Не все наши непосредственные реакции вызываются страхом или другими негативными эмоциями. Некоторые объекты извлекают непосредственные реакции, которые мы переживаем с удовольствием: тропинки, обещающие незнакомые места, возбуждают в нас любопытство, а изогнутые плоскости порождают ощущение удобства и непринужденности. Пожалуй, наиболее хорошо изученный кластер непосредственных реакций – это воздействия цвета на наши эмоции. Люди настолько привыкли считать более холодные и менее насыщенные цвета успокаивающими, а теплые и насыщенные – будоражащими, что если они проходят тестирование в помещении с бросающимися в глаза красными элементами, то показывают худшие результаты. Цвет имеет самые разнообразные неожиданные воздействия на нас. Когда люди проходят тест на IQ в помещении с небесно-голубым потолком, их результаты повышаются. Самый известный пример: определенный оттенок розового считается таким успокаивающим, что некоторые футбольные команды окрашивают в этот цвет стены раздевалок своих соперников. Разумеется, во многом восприятие цвета отличается у разных народов и в разных культурах. Но вид некоторых основных цветов неизменно вызывает непосредственные реакции, отличающиеся крайне незначительно, поскольку они глубоко укоренены в биологии человека. Морис Мерло-Понти, философ, который предвосхитил в своих работах новую теорию познания, отразил эту сложную реальность, когда косвенно критиковал защитников радикального культурного релятивизма в «Феноменологии восприятия». Его совет таков: «Пора прекратить вопрошать, как и почему красный, цвет крови, символизирует борьбу и насилие, а зеленый, выбранный природой для растений, символизирует покой и мир». Вместо этого, продолжал Мерло-Понти, нам следует посвятить себя попыткам повторно познать, «как переживать эти цвета так, как делает наше тело», в наших актуальных жизненных средах, изо дня в день.

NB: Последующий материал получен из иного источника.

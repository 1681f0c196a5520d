//! Simulated engine and subscriptions.

use std::collections::HashMap;
use std::sync::atomic::{AtomicU32, AtomicU64, Ordering};
use std::sync::Arc;

use parking_lot::Mutex;
use tokio::sync::{oneshot, watch};
use tracing::debug;

use memberlink_core::{
    DataQuality, EngineStatus, MediaKind, StreamCandidate, StreamEndedReason, StreamToken,
    StreamUri,
};

use crate::sim::renderer::SimulatedRenderer;
use crate::{
    EngineError, EngineResult, MediaEngine, MediaSubscription, MediaTrack, Renderer,
    SubscribeResponse,
};

/// Scripted outcome of a subscribe call.
#[derive(Debug, Clone, Copy, PartialEq, Eq)]
pub enum SubscribeScript {
    /// Answer immediately with a subscription reporting this quality.
    Succeed(DataQuality),

    /// Answer immediately with a failure.
    Fail(EngineStatus),

    /// Keep the call pending until [`SimulatedEngine::resolve_held`].
    Hold,
}

struct HeldAttempt {
    uri: StreamUri,
    token: StreamToken,
    responder: oneshot::Sender<EngineResult<Arc<dyn MediaSubscription>>>,
}

struct EngineState {
    scripts: HashMap<StreamUri, SubscribeScript>,
    default_script: SubscribeScript,
    seekable: bool,
    held: Vec<HeldAttempt>,
    attempts: Vec<(StreamUri, StreamToken)>,
    subscriptions: Vec<Arc<SimulatedSubscription>>,
}

/// A media engine whose behaviour is scripted per stream URI.
#[derive(Clone)]
pub struct SimulatedEngine {
    state: Arc<Mutex<EngineState>>,
    next_id: Arc<AtomicU64>,
}

impl SimulatedEngine {
    /// Create an engine where every subscription succeeds with full quality.
    pub fn new() -> Self {
        Self {
            state: Arc::new(Mutex::new(EngineState {
                scripts: HashMap::new(),
                default_script: SubscribeScript::Succeed(DataQuality::All),
                seekable: true,
                held: Vec::new(),
                attempts: Vec::new(),
                subscriptions: Vec::new(),
            })),
            next_id: Arc::new(AtomicU64::new(1)),
        }
    }

    /// Script the outcome of every subscribe call for `uri`.
    pub fn script(&self, uri: &str, script: SubscribeScript) {
        self.state.lock().scripts.insert(StreamUri::new(uri), script);
    }

    /// Outcome for streams without a specific script.
    pub fn set_default_script(&self, script: SubscribeScript) {
        self.state.lock().default_script = script;
    }

    /// Whether renderers of new subscriptions can seek.
    pub fn set_seekable(&self, seekable: bool) {
        self.state.lock().seekable = seekable;
    }

    /// Every subscribe call in order.
    pub fn attempts(&self) -> Vec<(StreamUri, StreamToken)> {
        self.state.lock().attempts.clone()
    }

    /// Stream URIs in the order they were first attempted.
    pub fn attempted_uris(&self) -> Vec<StreamUri> {
        let state = self.state.lock();
        let mut uris: Vec<StreamUri> = Vec::new();
        for (uri, _) in &state.attempts {
            if uris.last() != Some(uri) {
                uris.push(uri.clone());
            }
        }
        uris
    }

    /// Every subscription handed out so far, including disposed ones.
    pub fn subscriptions(&self) -> Vec<Arc<SimulatedSubscription>> {
        self.state.lock().subscriptions.clone()
    }

    pub fn subscriptions_for(&self, uri: &str) -> Vec<Arc<SimulatedSubscription>> {
        self.state
            .lock()
            .subscriptions
            .iter()
            .filter(|s| s.uri.as_str() == uri)
            .cloned()
            .collect()
    }

    /// Number of subscribe calls waiting for [`Self::resolve_held`].
    pub fn held_count(&self) -> usize {
        self.state.lock().held.len()
    }

    /// Answer held calls for `uri` with `outcome`. Returns how many were answered.
    ///
    /// `SubscribeScript::Hold` as an outcome is treated as a cancellation.
    pub fn resolve_held(&self, uri: &str, outcome: SubscribeScript) -> usize {
        let held: Vec<HeldAttempt> = {
            let mut state = self.state.lock();
            let (matching, rest) = std::mem::take(&mut state.held)
                .into_iter()
                .partition(|h| h.uri.as_str() == uri);
            state.held = rest;
            matching
        };

        let count = held.len();
        for attempt in held {
            self.answer(attempt, outcome);
        }
        count
    }

    /// Answer only the oldest held call for `uri`. Returns false if none was held.
    pub fn resolve_next_held(&self, uri: &str, outcome: SubscribeScript) -> bool {
        let attempt = {
            let mut state = self.state.lock();
            match state.held.iter().position(|h| h.uri.as_str() == uri) {
                Some(index) => state.held.remove(index),
                None => return false,
            }
        };
        self.answer(attempt, outcome);
        true
    }

    fn answer(&self, attempt: HeldAttempt, outcome: SubscribeScript) {
        let result = match outcome {
            SubscribeScript::Succeed(quality) => {
                Ok(self.create_subscription(&attempt.uri, &attempt.token, quality))
            }
            SubscribeScript::Fail(status) => Err(EngineError::SubscribeFailed(status)),
            SubscribeScript::Hold => Err(EngineError::Cancelled),
        };
        let _ = attempt.responder.send(result);
    }

    fn create_subscription(
        &self,
        uri: &StreamUri,
        token: &StreamToken,
        quality: DataQuality,
    ) -> Arc<dyn MediaSubscription> {
        let id = self.next_id.fetch_add(1, Ordering::Relaxed);
        let seekable = self.state.lock().seekable;
        let subscription = Arc::new(SimulatedSubscription::new(
            id,
            uri.clone(),
            token.clone(),
            quality,
            Arc::new(SimulatedRenderer::new(seekable)),
        ));
        self.state.lock().subscriptions.push(Arc::clone(&subscription));
        subscription
    }
}

impl Default for SimulatedEngine {
    fn default() -> Self {
        Self::new()
    }
}

impl MediaEngine for SimulatedEngine {
    fn subscribe(&self, candidate: &StreamCandidate, token: &StreamToken) -> SubscribeResponse {
        let (tx, rx) = oneshot::channel();

        let script = {
            let mut state = self.state.lock();
            state.attempts.push((candidate.uri.clone(), token.clone()));
            state
                .scripts
                .get(&candidate.uri)
                .copied()
                .unwrap_or(state.default_script)
        };

        debug!(uri = %candidate.uri, token = token.name(), ?script, "Simulated subscribe");

        match script {
            SubscribeScript::Succeed(quality) => {
                let subscription = self.create_subscription(&candidate.uri, token, quality);
                let _ = tx.send(Ok(subscription));
            }
            SubscribeScript::Fail(status) => {
                let _ = tx.send(Err(EngineError::SubscribeFailed(status)));
            }
            SubscribeScript::Hold => {
                self.state.lock().held.push(HeldAttempt {
                    uri: candidate.uri.clone(),
                    token: token.clone(),
                    responder: tx,
                });
            }
        }

        rx
    }
}

/// A simulated subscription with injectable quality and end signals.
pub struct SimulatedSubscription {
    pub id: u64,
    pub uri: StreamUri,
    pub token: StreamToken,
    quality: watch::Sender<DataQuality>,
    ended: watch::Sender<Option<StreamEndedReason>>,
    renderer: Arc<SimulatedRenderer>,
    audio: Vec<Arc<SimulatedTrack>>,
    video: Vec<Arc<SimulatedTrack>>,
    disposals: AtomicU32,
}

impl SimulatedSubscription {
    fn new(
        id: u64,
        uri: StreamUri,
        token: StreamToken,
        quality: DataQuality,
        renderer: Arc<SimulatedRenderer>,
    ) -> Self {
        let audio = if token.covers(MediaKind::Audio) {
            vec![Arc::new(SimulatedTrack::new(format!("{id}-audio"), MediaKind::Audio))]
        } else {
            Vec::new()
        };
        let video = if token.covers(MediaKind::Video) {
            vec![Arc::new(SimulatedTrack::new(format!("{id}-video"), MediaKind::Video))]
        } else {
            Vec::new()
        };

        Self {
            id,
            uri,
            token,
            quality: watch::channel(quality).0,
            ended: watch::channel(None).0,
            renderer,
            audio,
            video,
            disposals: AtomicU32::new(0),
        }
    }

    pub fn set_quality(&self, quality: DataQuality) {
        self.quality.send_replace(quality);
    }

    pub fn end(&self, reason: StreamEndedReason) {
        self.ended.send_replace(Some(reason));
    }

    pub fn simulated_renderer(&self) -> Arc<SimulatedRenderer> {
        Arc::clone(&self.renderer)
    }

    pub fn simulated_video_tracks(&self) -> Vec<Arc<SimulatedTrack>> {
        self.video.clone()
    }

    pub fn is_disposed(&self) -> bool {
        self.dispose_count() > 0
    }

    /// How many times `dispose` was called.
    pub fn dispose_count(&self) -> u32 {
        self.disposals.load(Ordering::SeqCst)
    }
}

impl MediaSubscription for SimulatedSubscription {
    fn renderer(&self) -> Arc<dyn Renderer> {
        Arc::clone(&self.renderer) as Arc<dyn Renderer>
    }

    fn audio_tracks(&self) -> Vec<Arc<dyn MediaTrack>> {
        self.audio
            .iter()
            .map(|t| Arc::clone(t) as Arc<dyn MediaTrack>)
            .collect()
    }

    fn video_tracks(&self) -> Vec<Arc<dyn MediaTrack>> {
        self.video
            .iter()
            .map(|t| Arc::clone(t) as Arc<dyn MediaTrack>)
            .collect()
    }

    fn observe_data_quality(&self) -> watch::Receiver<DataQuality> {
        self.quality.subscribe()
    }

    fn observe_stream_ended(&self) -> watch::Receiver<Option<StreamEndedReason>> {
        self.ended.subscribe()
    }

    fn dispose(&self) {
        self.disposals.fetch_add(1, Ordering::SeqCst);
        self.renderer.stop();
    }
}

/// A simulated track recording its bandwidth limit.
pub struct SimulatedTrack {
    id: String,
    kind: MediaKind,
    bandwidth: Mutex<Option<u64>>,
}

impl SimulatedTrack {
    fn new(id: String, kind: MediaKind) -> Self {
        Self {
            id,
            kind,
            bandwidth: Mutex::new(None),
        }
    }

    pub fn bandwidth_limit(&self) -> Option<u64> {
        *self.bandwidth.lock()
    }
}

impl MediaTrack for SimulatedTrack {
    fn id(&self) -> &str {
        &self.id
    }

    fn kind(&self) -> MediaKind {
        self.kind
    }

    fn limit_bandwidth(&self, bits_per_second: Option<u64>) {
        *self.bandwidth.lock() = bits_per_second;
    }
}

#[cfg(test)]
mod tests {
    use super::*;

    fn candidate(uri: &str) -> StreamCandidate {
        StreamCandidate::new(uri, vec![StreamToken::Universal("u".into())])
    }

    #[tokio::test]
    async fn scripted_failure_is_reported() {
        let engine = SimulatedEngine::new();
        engine.script("a", SubscribeScript::Fail(EngineStatus::NotFound));

        let token = StreamToken::Audio("t".into());
        let result = engine.subscribe(&candidate("a"), &token).await.unwrap();
        assert!(matches!(
            result,
            Err(EngineError::SubscribeFailed(EngineStatus::NotFound))
        ));
        assert_eq!(engine.attempts(), vec![(StreamUri::new("a"), token)]);
    }

    #[tokio::test]
    async fn held_attempts_resolve_on_demand() {
        let engine = SimulatedEngine::new();
        engine.script("a", SubscribeScript::Hold);

        let mut rx = engine.subscribe(&candidate("a"), &StreamToken::Video("v".into()));
        assert!(rx.try_recv().is_err());
        assert_eq!(engine.held_count(), 1);

        assert_eq!(engine.resolve_held("a", SubscribeScript::Succeed(DataQuality::NoData)), 1);
        let subscription = rx.await.unwrap().unwrap();
        assert_eq!(*subscription.observe_data_quality().borrow(), DataQuality::NoData);
        assert_eq!(subscription.video_tracks().len(), 1);
        assert!(subscription.audio_tracks().is_empty());
        assert_eq!(engine.held_count(), 0);
    }

    #[tokio::test]
    async fn dispose_is_counted() {
        let engine = SimulatedEngine::new();
        let subscription = engine
            .subscribe(&candidate("a"), &StreamToken::Universal("u".into()))
            .await
            .unwrap()
            .unwrap();
        subscription.dispose();

        let simulated = &engine.subscriptions_for("a")[0];
        assert_eq!(simulated.dispose_count(), 1);
        assert!(!simulated.simulated_renderer().is_started());
    }
}
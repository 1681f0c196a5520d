//! Decoded video frames delivered to sinks.

use std::time::Duration;

use bytes::Bytes;

/// A decoded video frame.
#[derive(Debug, Clone)]
pub struct VideoFrame {
    /// Frame pixels in the renderer's output format.
    pub data: Bytes,

    /// Width in pixels.
    pub width: u32,

    /// Height in pixels.
    pub height: u32,

    /// Presentation timestamp relative to the stream start.
    pub timestamp: Duration,
}

/// Receives frames from a renderer.
pub trait VideoSink: Send + Sync {
    fn on_frame(&self, frame: VideoFrame);
}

Некоторые из наших неосознаваемых ощущений – непрямые: они коренятся не в человеческой физиологии, а в когнитивных схемах, которые мы строим, учась жить в окружающем мире. Когда взгляд на входную дверь пробудил в вас мысли о выходе из дома, когда вы мысленно представляли свою руку, протягивающуюся к молочной витрине, чтобы взять пакет молока, когда вы мысленно вычисляли продолжительность вашего планируемого похода в магазин, вызвав в памяти ментальную карту окрестностей вашего дома, вы использовали схемы, сложившиеся в результате вашего предшествующего опыта. Если бы вы оставались в той же квартире, но она находилась бы в незнакомом для вас городе, та же самая входная дверь могла бы не активировать последующие визуальную, моторную и навигационную схемы.
Одна крупная категория таких схем порождает каскады ассоциативных и внелогических когниций. Вы, несомненно, знаете, что бетон и сталь статичны, тяжелы и тверды. И вам хорошо известно, что вода рябит, пузырится и течет. Пергола бассейна Ласкер в Центральном парке Нью-Йорка; пузырчатые, переходящие в крышу стены созданного австралийской компанией PTW Национального плавательного центра в Пекине, прозванного Водяным кубом; волнистые профили лондонского Водного центра Захи Хадид, – все это, бесспорно, построено. Крыши в Нью-Йорке и Лондоне – бетонные конструкции, а стальной каркас поддерживает стены из твердого пластика в Пекине. Несмотря на это дизайн зданий вызывает каскад ассоциаций, логически никак не связанных с их физическими свойствами. Зигзагообразная горизонтальная линия бетонной перголы бассейна Ласкера отсылает к воспоминанию о ряби на струящейся воде. Вы не можете удержаться от мысли о пузырьках, глядя на водяной куб пекинского олимпийского стадиона. А плавные линии Водного центра Хадид возрождают наши ощущения от текучести воды. Дизайн передает нечто из опыта пребывания в этих местах.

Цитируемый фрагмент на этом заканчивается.